The typical recipient of a first-class Cambridge degree was trained as a mathematician, but went on to a career in the Church of England clergy. Although the term "career" is accurate here, it does not preclude the term "vocation"; there is no reason whatever to assume, as some historians of science do, that most of these men were insincere about the religion they professed. It was the heyday of "natural theology", when (at least in England) faith and reason were assumed to be in perfect agreement.

The essence of this theology was Platonism. The natural order reflected the wisdom of God; the wisdom of God was experessed through mathematics. (As Plato allegedly wrote over the door of the Academy: "Let none enter here without Geometry.") Mathematics manifest in matter became theoretical physics.

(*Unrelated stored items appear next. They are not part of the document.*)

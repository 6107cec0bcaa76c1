//! Video frame types and processing

use std::sync::atomic::{AtomicU64, Ordering};
use std::time::{Duration, Instant};

use image::ImageFormat;
use tracing::debug;

use crate::CaptureError;

/// Decoded RGB video frame
#[derive(Debug, Clone)]
pub struct VideoFrame {
    /// RGB pixel data (width * height * 3)
    pub data: Vec<u8>,
    /// Frame width
    pub width: u32,
    /// Frame height
    pub height: u32,
    /// Frame sequence number (monotonic per stream)
    pub sequence: u64,
    /// Capture instant (monotonic clock)
    pub captured_at: Instant,
}

impl VideoFrame {
    /// Create a new video frame from raw RGB data
    pub fn new(
        data: Vec<u8>,
        width: u32,
        height: u32,
        sequence: u64,
        captured_at: Instant,
    ) -> Result<Self, CaptureError> {
        let expected = width as usize * height as usize * 3;
        if data.len() != expected {
            return Err(CaptureError::InvalidDimensions {
                width,
                height,
                len: data.len(),
            });
        }

        Ok(Self {
            data,
            width,
            height,
            sequence,
            captured_at,
        })
    }

    /// Get pixel at (x, y)
    pub fn get_pixel(&self, x: u32, y: u32) -> Option<[u8; 3]> {
        if x >= self.width || y >= self.height {
            return None;
        }
        let idx = ((y * self.width + x) * 3) as usize;
        Some([self.data[idx], self.data[idx + 1], self.data[idx + 2]])
    }

    /// Crop a region of the frame, keeping sequence and capture instant
    pub fn crop(&self, x: u32, y: u32, w: u32, h: u32) -> Option<VideoFrame> {
        let fits = |start: u32, len: u32, bound: u32| start.checked_add(len).map_or(false, |end| end <= bound);
        if w == 0 || h == 0 || !fits(x, w, self.width) || !fits(y, h, self.height) {
            return None;
        }

        let mut cropped = Vec::with_capacity((w * h * 3) as usize);
        for row in y..(y + h) {
            let start = ((row * self.width + x) * 3) as usize;
            let end = start + (w * 3) as usize;
            cropped.extend_from_slice(&self.data[start..end]);
        }

        Some(VideoFrame {
            data: cropped,
            width: w,
            height: h,
            sequence: self.sequence,
            captured_at: self.captured_at,
        })
    }

    /// Time elapsed between capture and `now`
    pub fn age(&self, now: Instant) -> Duration {
        now.saturating_duration_since(self.captured_at)
    }
}

/// Assigns monotonically increasing sequence numbers to frames of one stream
#[derive(Debug, Default)]
pub struct FrameStamper {
    next: AtomicU64,
}

impl FrameStamper {
    pub fn new() -> Self {
        Self::default()
    }

    /// Wrap raw RGB data into a frame captured now
    pub fn stamp(&self, data: Vec<u8>, width: u32, height: u32) -> Result<VideoFrame, CaptureError> {
        let sequence = self.next.fetch_add(1, Ordering::Relaxed);
        VideoFrame::new(data, width, height, sequence, Instant::now())
    }

    /// Number of sequence numbers handed out so far
    pub fn issued(&self) -> u64 {
        self.next.load(Ordering::Relaxed)
    }
}

/// Decode a JPEG frame to RGB, returning `(data, width, height)`
pub fn decode_jpeg(jpeg: &[u8]) -> Result<(Vec<u8>, u32, u32), CaptureError> {
    let img = image::load_from_memory_with_format(jpeg, ImageFormat::Jpeg)
        .map_err(|e| CaptureError::Decode(e.to_string()))?;
    let rgb = img.to_rgb8();
    let (width, height) = rgb.dimensions();
    debug!("Decoded JPEG frame {}x{}", width, height);

    Ok((rgb.into_raw(), width, height))
}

Thus the truths of physics, the laws of nature, were seen as immutable; they were Ideas in the Divine Mind.

Clearly this eternal, orderly creation bore little resemblance to the grubby, emergent world observed by naturalists, and it was this conflict (in its way, a manifestation of the centuries-old struggle between Plato and Aristotle) which became the Great War of Physics and Biology. Future posts will tell the story of that war in more detail.